Thursday, 9 December 2010
Article for Independence 5 by Highlands and Islands MSP Rob Gibson
As a candidate and MSP you can get into some campaigns that po-faced journalists love to ridicule. Back in 2002 I worked with a volunteer at the Strathnaver Museum to show that JRR Tolkien had pictured the Lonely Mountain and Middle Earth in NW Sutherland.
History shows that New Zealand got the honours, the work and the tourists when the Lord of the Rings trilogy became blockbusters. However, nothing daunted this summer’s labour relations and cash issues clouded the setting for the new Hobbit movie in NZ. For a while.
Reports that the filming might be moved because of contractual disputes led me to relaunch my bid for Sutherland as a good place to film Middle Earth.
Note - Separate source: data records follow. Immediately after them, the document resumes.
//! Scan options.
//!
//! Options arrive as string pairs. Each options struct implements
//! [`TryUpdateKey`] and picks out the keys it knows; [`ParseResult`] collects
//! what is left over.

use std::collections::HashMap;

use crate::{DeltaResult, DeltaTableError};

/// Default name of the file ordinal provenance column.
pub const DELTA_FILE_NUMBER_COLUMN: &str = "delta_file_number";
/// Default name of the row ordinal provenance column.
pub const FILE_ROW_NUMBER_COLUMN: &str = "file_row_number";
/// Name of the column carrying the path of the file a row was read from.
pub const FILENAME_COLUMN: &str = "filename";

pub trait TryUpdateKey: Default {
    /// Apply one option.
    ///
    /// `Ok(None)` means the key belongs to someone else. A known key with a
    /// value that does not parse is an error.
    fn try_update_key(&mut self, key: &str, value: &str) -> DeltaResult<Option<()>>;
}

/// Outcome of feeding a set of options through a [`TryUpdateKey`] impl.
#[derive(Debug)]
pub struct ParseResult<T: std::fmt::Debug> {
    pub config: T,
    /// Keys `T` did not recognise.
    pub unparsed: HashMap<String, String>,
    /// `(key, reason)` of every value that failed to parse.
    pub errors: Vec<(String, String)>,
    /// No option touched `config`.
    pub is_default: bool,
}

impl<T: std::fmt::Debug> ParseResult<T> {
    /// Report the first failed option as [`DeltaTableError::InvalidOption`].
    pub fn raise_errors(&self) -> DeltaResult<()> {
        match self.errors.first() {
            Some((key, reason)) => Err(DeltaTableError::InvalidOption {
                key: key.clone(),
                reason: reason.clone(),
            }),
            None => Ok(()),
        }
    }
}

impl<T: std::fmt::Debug, K, V> FromIterator<(K, V)> for ParseResult<T>
where
    T: TryUpdateKey,
    K: AsRef<str> + Into<String>,
    V: AsRef<str> + Into<String>,
{
    fn from_iter<I: IntoIterator<Item = (K, V)>>(iter: I) -> Self {
        let mut config = T::default();
        let mut unparsed = HashMap::new();
        let mut errors = Vec::new();
        let mut is_default = true;
        for (k, v) in iter {
            match config.try_update_key(k.as_ref(), v.as_ref()) {
                Ok(None) => {
                    unparsed.insert(k.into(), v.into());
                }
                Ok(Some(_)) => is_default = false,
                Err(e) => errors.push((k.into(), e.to_string())),
            }
        }
        ParseResult {
            config,
            unparsed,
            errors,
            is_default,
        }
    }
}

/// Parse `options` into `T`, returning the options `T` does not know.
pub fn try_parse_impl<T: std::fmt::Debug, K, V, I>(
    options: I,
) -> DeltaResult<(T, HashMap<String, String>)>
where
    I: IntoIterator<Item = (K, V)>,
    K: AsRef<str> + Into<String>,
    V: AsRef<str> + Into<String>,
    T: TryUpdateKey,
{
    let result = ParseResult::from_iter(options);
    result.raise_errors()?;
    Ok((result.config, result.unparsed))
}

/// Options specific to scanning Delta tables.
#[derive(Debug, Clone, PartialEq, Eq)]
pub struct DeltaScanConfig {
    /// Pin the scan to this table version instead of the latest one.
    pub version: Option<i64>,
    /// Emit the ordinal of the file each row was read from.
    pub delta_file_number: bool,
    /// Emit the position of each row within its physical file.
    pub file_row_number: bool,
    /// Name of the file ordinal column.
    pub delta_file_number_column: String,
    /// Name of the row ordinal column.
    pub file_row_number_column: String,
}

impl Default for DeltaScanConfig {
    fn default() -> Self {
        Self {
            version: None,
            delta_file_number: false,
            file_row_number: false,
            delta_file_number_column: DELTA_FILE_NUMBER_COLUMN.to_string(),
            file_row_number_column: FILE_ROW_NUMBER_COLUMN.to_string(),
        }
    }
}

impl TryUpdateKey for DeltaScanConfig {
    fn try_update_key(&mut self, key: &str, value: &str) -> DeltaResult<Option<()>> {
        match key.to_ascii_lowercase().as_str() {
            "version" => {
                let version = parse_i64(value)?;
                if version < 0 {
                    return Err(DeltaTableError::generic(format!(
                        "version must not be negative, got {version}"
                    )));
                }
                self.version = Some(version);
            }
            "delta_file_number" => self.delta_file_number = parse_bool(value)?,
            "file_row_number" => self.file_row_number = parse_bool(value)?,
            "delta_file_number_column" => {
                self.delta_file_number_column = parse_column_name(value)?
            }
            "file_row_number_column" => self.file_row_number_column = parse_column_name(value)?,
            _ => return Ok(None),
        }
        Ok(Some(()))
    }
}

/// Options of the generic multi-file scan pipeline.
#[derive(Debug, Clone, PartialEq)]
pub struct MultiFileReaderOptions {
    /// Emit the path of the file each row was read from.
    pub filename: bool,
    /// Maximum number of rows per chunk read from a physical file.
    pub batch_size: usize,
    /// Number of files read ahead in parallel.
    pub file_concurrency: usize,
    /// Table format specific options captured while parsing.
    pub custom_options: HashMap<String, String>,
}

impl Default for MultiFileReaderOptions {
    fn default() -> Self {
        Self {
            filename: false,
            batch_size: 8192,
            file_concurrency: 4,
            custom_options: HashMap::new(),
        }
    }
}

impl TryUpdateKey for MultiFileReaderOptions {
    fn try_update_key(&mut self, key: &str, value: &str) -> DeltaResult<Option<()>> {
        match key.to_ascii_lowercase().as_str() {
            "filename" => self.filename = parse_bool(value)?,
            "batch_size" => self.batch_size = parse_positive_usize(value)?,
            "file_concurrency" => self.file_concurrency = parse_positive_usize(value)?,
            _ => return Ok(None),
        }
        Ok(Some(()))
    }
}

pub fn parse_usize(value: &str) -> DeltaResult<usize> {
    value
        .parse::<usize>()
        .map_err(|_| DeltaTableError::Generic(format!("failed to parse \"{value}\" as usize")))
}

fn parse_positive_usize(value: &str) -> DeltaResult<usize> {
    match parse_usize(value)? {
        0 => Err(DeltaTableError::Generic(
            "value must be greater than zero".to_string(),
        )),
        n => Ok(n),
    }
}

pub fn parse_i64(value: &str) -> DeltaResult<i64> {
    value
        .parse::<i64>()
        .map_err(|_| DeltaTableError::Generic(format!("failed to parse \"{value}\" as i64")))
}

pub fn parse_bool(value: &str) -> DeltaResult<bool> {
    Ok(str_is_truthy(value))
}

fn parse_column_name(value: &str) -> DeltaResult<String> {
    let name = value.trim();
    if name.is_empty() {
        return Err(DeltaTableError::Generic(
            "column name must not be empty".to_string(),
        ));
    }
    Ok(name.to_string())
}

/// Boolean option values, case-insensitive. Anything unrecognised is false.
///
/// ```rust
/// # use deltalake_scan::table::config::str_is_truthy;
/// assert!(str_is_truthy("Yes"));
/// assert!(str_is_truthy("1"));
/// assert!(!str_is_truthy("off"));
/// assert!(!str_is_truthy("maybe"));
/// ```
pub fn str_is_truthy(val: &str) -> bool {
    ["1", "true", "on", "yes", "y"]
        .iter()
        .any(|truthy| val.eq_ignore_ascii_case(truthy))
}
According to legend the writer of the Hobbit had actually visited the area. JRR Tolkien is said to have visited Sutherland despite denying he had ever been further north in Scotland than Dundee. Perhaps he should have been asked how far north west he travelled.
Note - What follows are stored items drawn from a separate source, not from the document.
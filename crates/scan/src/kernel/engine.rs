//! The boundary between snapshot resolution and the table engine.
//!
//! A [`TableEngine`] opens snapshots, builds scans from them and hands out
//! iterators over the data files a scan selects. Every object crossing this
//! boundary is a [`KernelResource`] so the caller can own it through a
//! [`KernelHandle`](super::handle::KernelHandle).

use std::collections::HashMap;
use std::sync::Arc;

use arrow_schema::SchemaRef as ArrowSchemaRef;
use async_trait::async_trait;
use object_store::path::Path;
use object_store::ObjectStore;
use url::Url;

use super::deletion_vector::SelectionVector;
use super::handle::KernelResource;
use super::models::DeletionVectorDescriptor;
use super::predicate::ScanPredicate;
use super::schema::{ColumnMappingMode, StructType};
use crate::DeltaResult;

/// Connection to a table format implementation.
#[async_trait]
pub trait TableEngine: Send + Sync + std::fmt::Debug {
    /// Open the snapshot of the table at `table_root`, at `version` or the latest one.
    async fn open_snapshot(
        &self,
        table_root: &Url,
        version: Option<i64>,
    ) -> DeltaResult<Option<Box<dyn EngineSnapshot>>>;

    /// Load the rows a deletion vector removes from a data file.
    async fn load_selection_vector(
        &self,
        table_root: &Url,
        descriptor: &DeletionVectorDescriptor,
    ) -> DeltaResult<Option<Box<SelectionVector>>>;

    /// Object store serving `location` and the path of `location` inside it.
    ///
    /// Used to read the data files a scan selects.
    fn object_store(&self, location: &Url) -> DeltaResult<(Arc<dyn ObjectStore>, Path)>;
}

/// Shared reference to a [`TableEngine`].
pub type TableEngineRef = Arc<dyn TableEngine>;

/// A resolved, immutable version of a table.
pub trait EngineSnapshot: KernelResource {
    /// Version of the table this snapshot represents.
    fn version(&self) -> i64;

    /// Normalized root location of the table.
    fn table_root(&self) -> &Url;

    /// Logical schema of the table.
    fn schema(&self) -> &StructType;

    /// Names of the partition columns, in table order.
    fn partition_columns(&self) -> &[String];

    /// Column mapping mode configured for the table.
    fn column_mapping_mode(&self) -> ColumnMappingMode;

    /// Build a scan over this snapshot, pruning files with `predicate`.
    fn build_scan(
        &self,
        predicate: Option<ScanPredicate>,
    ) -> DeltaResult<Option<Box<dyn EngineScan>>>;
}

/// A scan over one snapshot.
pub trait EngineScan: KernelResource {
    /// State shared by every file of this scan.
    fn global_scan_state(&self) -> DeltaResult<Option<Box<GlobalScanState>>>;

    /// Iterator over the data files this scan selects.
    fn scan_data(&self) -> DeltaResult<Option<Box<dyn ScanDataIterator>>>;
}

/// Incrementally pulls batches of selected files.
#[async_trait]
pub trait ScanDataIterator: KernelResource {
    /// Next batch of files, or `None` once every file was returned.
    ///
    /// A batch may be empty without the iterator being exhausted.
    async fn next_batch(&mut self) -> DeltaResult<Option<Vec<ScanFile>>>;
}

/// One data file selected by a scan.
#[derive(Debug, Clone, PartialEq)]
pub struct ScanFile {
    /// Path relative to the table root, or an absolute URL.
    pub path: String,
    /// File size in bytes.
    pub size: i64,
    /// Serialized partition values keyed by physical column name.
    pub partition_values: HashMap<String, Option<String>>,
    /// Deletion vector attached to the file, if any.
    pub deletion_vector: Option<DeletionVectorDescriptor>,
    /// Table version whose log added the file.
    pub version: i64,
    /// Number of records, when the log carries statistics.
    pub num_records: Option<i64>,
}

/// State shared by all files of a scan, derived once when the scan is built.
#[derive(Debug, Clone)]
pub struct GlobalScanState {
    /// Normalized root location of the table.
    pub table_root: Url,
    /// Logical schema of the table.
    pub logical_schema: Arc<StructType>,
    /// Arrow schema of the logical columns.
    pub logical_arrow_schema: ArrowSchemaRef,
    /// Arrow schema of the columns as they are named in data files.
    pub physical_arrow_schema: ArrowSchemaRef,
    /// Names of the partition columns.
    pub partition_columns: Vec<String>,
    /// Column mapping mode of the table.
    pub column_mapping_mode: ColumnMappingMode,
}

impl KernelResource for GlobalScanState {
    fn kind(&self) -> &'static str {
        "global scan state"
    }
}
My informant said that Tolkien’s name was written in a guest book in the Duke of Westminster’s hunting lodge at Achfary but proof has not been forthcoming. Nevertheless NW Sutherland would be an excellent location for filming the Hobbit. The spectacular lochs like Loch Stack and mountains like Arkle and Foinaven lend themselves to the story.
Indeed Ben Stack, pictured, bears an uncanny resemblance to the Lonely Mountain in the Tolkien book. And Celtic and Norse mythology referred to the areas around nearby Strathnaver as the Middle land. Sutherland and Scotland deserve to be the home of the Hobbit where the scenery matches the grandeur of the book and also would undoubtedly boost tourism and the film industry in Scotland.
Another early set of questions in Parliament got me stick. I questioned the light pollution from badly designed and unnecessary street lamps in Shetland. What a waste of money answering such a fancy railed one Sunday paper. Yet climate change debates view all this in a new light, so to speak.
This year the London-inspired cuts loom for our councils which propose to switch off every second street lamp. Why is inappropriate street lighting de rigueur for remote villages as well as city centres? Because it’s another asinine power reserved by law to Westminster! All over Brittany which I often visit and no doubt much wider, they switch the lights off at midnight in the villages.
However, the most persistent nonsense we north members are called to answer is the southern English obsession with synchronising their clocks, in winter, with continental time, whether we in Scotland like it or not. With shorter hours of light the further north you go nothing can alter going to school or work in the dark, or in the depths of winter lightening the return journey in the evening.
So avoiding the obvious attempts by hacks to make a Scotland v England rematch I responded to the latest Tory private member’s bill in Westminster. If they are so keen to change the clocks, as the Daily Mail reported I said, they should get up an hour earlier and see the light.